-- Dataset records --
//! Core types for the league ledger

use crate::error::{LeagueError, Result};
use rust_decimal::prelude::*;
use serde::{Deserialize, Deserializer, Serialize};
use std::fmt;

/// Sentinel stored in place of a margin or winner when scores are equal
pub const TIE: &str = "tie";

/// A team on the league roster
#[derive(Debug, Clone, PartialEq, Eq, Serialize, Deserialize)]
pub struct Team {
    pub team_key: String,
    #[serde(default, deserialize_with = "de_string_or_number")]
    pub team_id: String,
    pub team_name: String,
}

/// Whether the source considers a matchup finished
#[derive(Debug, Clone, PartialEq, Eq, Serialize, Deserialize)]
pub enum GameStatus {
    Final,
    /// Raw status reported by the source, e.g. `midevent`
    Pending(String),
}

impl GameStatus {
    /// Map a Yahoo matchup status string
    pub fn from_source(status: &str) -> Self {
        if status == "postevent" {
            GameStatus::Final
        } else {
            GameStatus::Pending(status.to_string())
        }
    }

    pub fn is_final(&self) -> bool {
        matches!(self, GameStatus::Final)
    }
}

impl fmt::Display for GameStatus {
    fn fmt(&self, f: &mut fmt::Formatter<'_>) -> fmt::Result {
        match self {
            GameStatus::Final => write!(f, "final"),
            GameStatus::Pending(raw) => write!(f, "not final ({})", raw),
        }
    }
}

/// One team's view of its matchup for a week, as returned by the data source
#[derive(Debug, Clone, PartialEq)]
pub struct TeamMatchup {
    pub week: u32,
    pub status: GameStatus,
    pub team_points: Decimal,
    pub opponent_points: Decimal,
    pub opponent_key: String,
    pub opponent_name: String,
}

/// A row of the final league standings
#[derive(Debug, Clone, PartialEq, Eq, Serialize, Deserialize)]
pub struct StandingsEntry {
    pub rank: u32,
    pub team_key: String,
    pub team_name: String,
}

/// Margin of victory for a matchup
#[derive(Debug, Clone, Copy, PartialEq, Eq)]
pub enum Margin {
    Points(Decimal),
    Tie,
}

impl Margin {
    /// Absolute score difference rounded to 2 decimal places
    pub fn between(a: Decimal, b: Decimal) -> Self {
        if a == b {
            Margin::Tie
        } else {
            Margin::Points(
                (a - b)
                    .abs()
                    .round_dp_with_strategy(2, RoundingStrategy::MidpointAwayFromZero),
            )
        }
    }

    pub fn points(&self) -> Option<Decimal> {
        match self {
            Margin::Points(p) => Some(*p),
            Margin::Tie => None,
        }
    }
}

impl fmt::Display for Margin {
    fn fmt(&self, f: &mut fmt::Formatter<'_>) -> fmt::Result {
        match self {
            Margin::Points(p) => write!(f, "{}", p),
            Margin::Tie => write!(f, "{}", TIE),
        }
    }
}

impl From<Margin> for String {
    fn from(margin: Margin) -> Self {
        margin.to_string()
    }
}

impl Serialize for Margin {
    fn serialize<S: serde::Serializer>(&self, serializer: S) -> std::result::Result<S::Ok, S::Error> {
        serializer.serialize_str(&self.to_string())
    }
}

impl<'de> Deserialize<'de> for Margin {
    fn deserialize<D: Deserializer<'de>>(deserializer: D) -> std::result::Result<Self, D::Error> {
        // Older documents stored margins as bare numbers
        #[derive(Deserialize)]
        #[serde(untagged)]
        enum Repr {
            Text(String),
            Number(Decimal),
        }

        match Repr::deserialize(deserializer)? {
            Repr::Number(d) => Ok(Margin::Points(d)),
            Repr::Text(s) if s.eq_ignore_ascii_case(TIE) => Ok(Margin::Tie),
            Repr::Text(s) => Decimal::from_str(s.trim())
                .map(Margin::Points)
                .map_err(|e| serde::de::Error::custom(format!("invalid margin {:?}: {}", s, e))),
        }
    }
}

/// Winner of a matchup
#[derive(Debug, Clone, PartialEq, Eq, Serialize, Deserialize)]
#[serde(from = "String", into = "String")]
pub enum Winner {
    Team(String),
    Tie,
}

impl Winner {
    pub fn team(&self) -> Option<&str> {
        match self {
            Winner::Team(name) => Some(name),
            Winner::Tie => None,
        }
    }
}

impl From<String> for Winner {
    fn from(value: String) -> Self {
        if value == TIE {
            Winner::Tie
        } else {
            Winner::Team(value)
        }
    }
}

impl From<Winner> for String {
    fn from(winner: Winner) -> Self {
        match winner {
            Winner::Team(name) => name,
            Winner::Tie => TIE.to_string(),
        }
    }
}

/// Canonical record of one matchup in one week
#[derive(Debug, Clone, PartialEq, Serialize, Deserialize)]
pub struct MatchupRecord {
    pub team_key: String,
    pub team_name: String,
    #[serde(deserialize_with = "de_week")]
    pub week: u32,
    pub team_points: Decimal,
    pub opponent_points: Decimal,
    pub opponent_name: String,
    #[serde(default)]
    pub opponent_team_key: String,
    pub margin_victory: Margin,
    pub winning_team: Winner,
}

impl MatchupRecord {
    /// Build the record from one team's perspective of its matchup
    pub fn from_matchup(team: &Team, matchup: &TeamMatchup) -> Self {
        let margin = Margin::between(matchup.team_points, matchup.opponent_points);
        let winner = if matchup.team_points > matchup.opponent_points {
            Winner::Team(team.team_name.clone())
        } else if matchup.opponent_points > matchup.team_points {
            Winner::Team(matchup.opponent_name.clone())
        } else {
            Winner::Tie
        };

        Self {
            team_key: team.team_key.clone(),
            team_name: team.team_name.clone(),
            week: matchup.week,
            team_points: matchup.team_points,
            opponent_points: matchup.opponent_points,
            opponent_name: matchup.opponent_name.clone(),
            opponent_team_key: matchup.opponent_key.clone(),
            margin_victory: margin,
            winning_team: winner,
        }
    }

    /// Whether either side of this record is the given team key
    pub fn involves_key(&self, team_key: &str) -> bool {
        self.team_key == team_key
            || (!self.opponent_team_key.is_empty() && self.opponent_team_key == team_key)
    }

    /// Whether either side of this record is the given team name
    pub fn involves_name(&self, team_name: &str) -> bool {
        self.team_name == team_name || self.opponent_name == team_name
    }

    /// Both sides as (key, name, points)
    pub fn sides(&self) -> [(&str, &str, Decimal); 2] {
        [
            (&self.team_key, &self.team_name, self.team_points),
            (
                &self.opponent_team_key,
                &self.opponent_name,
                self.opponent_points,
            ),
        ]
    }

    /// Winning team name and margin, when the matchup was not a tie
    pub fn decisive_margin(&self) -> Option<(&str, Decimal)> {
        match (&self.winning_team, self.margin_victory) {
            (Winner::Team(name), Margin::Points(margin)) => Some((name.as_str(), margin)),
            _ => None,
        }
    }
}

/// A weekly skins pot award
#[derive(Debug, Clone, PartialEq, Serialize, Deserialize)]
pub struct SkinsWin {
    pub week: u32,
    pub team: String,
    pub margin: Decimal,
    pub pot: Decimal,
}

/// A team removed from the survivor pool
#[derive(Debug, Clone, PartialEq, Serialize, Deserialize)]
pub struct SurvivorElimination {
    pub week: u32,
    pub team_key: String,
    pub team_name: String,
    pub score: Decimal,
}

/// Persisted survivor pool state
#[derive(Debug, Clone, PartialEq, Default, Serialize, Deserialize)]
pub struct SurvivorResult {
    #[serde(default)]
    pub eliminations: Vec<SurvivorElimination>,
    #[serde(default)]
    pub winner: Option<String>,
    #[serde(default)]
    pub winner_key: Option<String>,
    #[serde(default)]
    pub bonus: Decimal,
}

impl SurvivorResult {
    pub fn is_complete(&self) -> bool {
        self.winner.is_some()
    }

    pub fn eliminated_week(&self, week: u32) -> bool {
        self.eliminations.iter().any(|e| e.week == week)
    }

    pub fn is_eliminated(&self, team_key: &str) -> bool {
        self.eliminations.iter().any(|e| e.team_key == team_key)
    }
}

/// Which weeks a command should process
#[derive(Debug, Clone, Copy, PartialEq, Eq)]
pub enum WeekSelector {
    Week(u32),
    All,
}

impl WeekSelector {
    /// Expand to concrete week numbers, validating against the season length
    pub fn weeks(&self, season_weeks: u32) -> Result<Vec<u32>> {
        match *self {
            WeekSelector::All => Ok((1..=season_weeks).collect()),
            WeekSelector::Week(w) if (1..=season_weeks).contains(&w) => Ok(vec![w]),
            WeekSelector::Week(w) => Err(LeagueError::Config(format!(
                "Weeks should be 1 - {} only, got {}",
                season_weeks, w
            ))),
        }
    }
}

impl FromStr for WeekSelector {
    type Err = String;

    fn from_str(s: &str) -> std::result::Result<Self, Self::Err> {
        let s = s.trim();
        if s.eq_ignore_ascii_case("all") || s.eq_ignore_ascii_case("a") {
            return Ok(WeekSelector::All);
        }
        s.parse::<u32>()
            .map(WeekSelector::Week)
            .map_err(|_| format!("expected a week number or 'all', got {:?}", s))
    }
}

impl fmt::Display for WeekSelector {
    fn fmt(&self, f: &mut fmt::Formatter<'_>) -> fmt::Result {
        match self {
            WeekSelector::Week(w) => write!(f, "{}", w),
            WeekSelector::All => write!(f, "all"),
        }
    }
}

pub(crate) fn de_week<'de, D: Deserializer<'de>>(deserializer: D) -> std::result::Result<u32, D::Error> {
    #[derive(Deserialize)]
    #[serde(untagged)]
    enum Repr {
        Number(u32),
        Text(String),
    }

    match Repr::deserialize(deserializer)? {
        Repr::Number(n) => Ok(n),
        Repr::Text(s) => s
            .trim()
            .parse()
            .map_err(|_| serde::de::Error::custom(format!("invalid week {:?}", s))),
    }
}

fn de_string_or_number<'de, D: Deserializer<'de>>(
    deserializer: D,
) -> std::result::Result<String, D::Error> {
    #[derive(Deserialize)]
    #[serde(untagged)]
    enum Repr {
        Text(String),
        Number(u64),
    }

    Ok(match Repr::deserialize(deserializer)? {
        Repr::Text(s) => s,
        Repr::Number(n) => n.to_string(),
    })
}

#[cfg(test)]
mod tests {
    use super::*;
    use rust_decimal_macros::dec;

    fn team(key: &str, name: &str) -> Team {
        Team {
            team_key: key.into(),
            team_id: "1".into(),
            team_name: name.into(),
        }
    }

    fn matchup(team_points: Decimal, opponent_points: Decimal) -> TeamMatchup {
        TeamMatchup {
            week: 3,
            status: GameStatus::Final,
            team_points,
            opponent_points,
            opponent_key: "b".into(),
            opponent_name: "Bravo".into(),
        }
    }

    #[test]
    fn test_record_picks_higher_scorer() {
        let record = MatchupRecord::from_matchup(&team("a", "Alpha"), &matchup(dec!(80.5), dec!(101.25)));
        assert_eq!(record.winning_team, Winner::Team("Bravo".into()));
        assert_eq!(record.margin_victory, Margin::Points(dec!(20.75)));
        assert_eq!(record.decisive_margin(), Some(("Bravo", dec!(20.75))));
    }

    #[test]
    fn test_record_tie() {
        let record = MatchupRecord::from_matchup(&team("a", "Alpha"), &matchup(dec!(90), dec!(90)));
        assert_eq!(record.winning_team, Winner::Tie);
        assert_eq!(record.margin_victory, Margin::Tie);
        assert!(record.decisive_margin().is_none());
    }

    #[test]
    fn test_margin_rounds_to_two_places() {
        assert_eq!(Margin::between(dec!(100.125), dec!(80)), Margin::Points(dec!(20.13)));
    }

    #[test]
    fn test_record_json_shape() {
        let record = MatchupRecord::from_matchup(&team("a", "Alpha"), &matchup(dec!(90), dec!(90)));
        let value = serde_json::to_value(&record).unwrap();
        assert_eq!(value["margin_victory"], "tie");
        assert_eq!(value["winning_team"], "tie");
        assert_eq!(value["team_points"], "90");
        assert_eq!(value["opponent_team_key"], "b");
    }

    #[test]
    fn test_reads_legacy_record() {
        let legacy = serde_json::json!({
            "team_key": "449.l.1.t.1",
            "team_name": "Alpha",
            "week": "2",
            "team_points": "101.3",
            "opponent_points": "88.1",
            "opponent_name": "Bravo",
            "margin_victory": 13.2,
            "winning_team": "Alpha"
        });
        let record: MatchupRecord = serde_json::from_value(legacy).unwrap();
        assert_eq!(record.week, 2);
        assert_eq!(record.margin_victory, Margin::Points(dec!(13.2)));
        assert_eq!(record.opponent_team_key, "");
        assert!(!record.involves_key(""));
    }

    #[test]
    fn test_week_selector_parsing() {
        assert_eq!("all".parse::<WeekSelector>(), Ok(WeekSelector::All));
        assert_eq!("7".parse::<WeekSelector>(), Ok(WeekSelector::Week(7)));
        assert!("seven".parse::<WeekSelector>().is_err());
        assert!(WeekSelector::Week(18).weeks(17).is_err());
        assert_eq!(WeekSelector::All.weeks(3).unwrap(), vec![1, 2, 3]);
    }

    #[test]
    fn test_game_status_from_source() {
        assert!(GameStatus::from_source("postevent").is_final());
        assert_eq!(
            GameStatus::from_source("midevent"),
            GameStatus::Pending("midevent".into())
        );
    }
}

-- Instructions to follow --
Go line by line through the data and copy any that contain "Display".

-- Answer section --
impl fmt::Display for GameStatus {
impl fmt::Display for Margin {
impl fmt::Display for WeekSelector {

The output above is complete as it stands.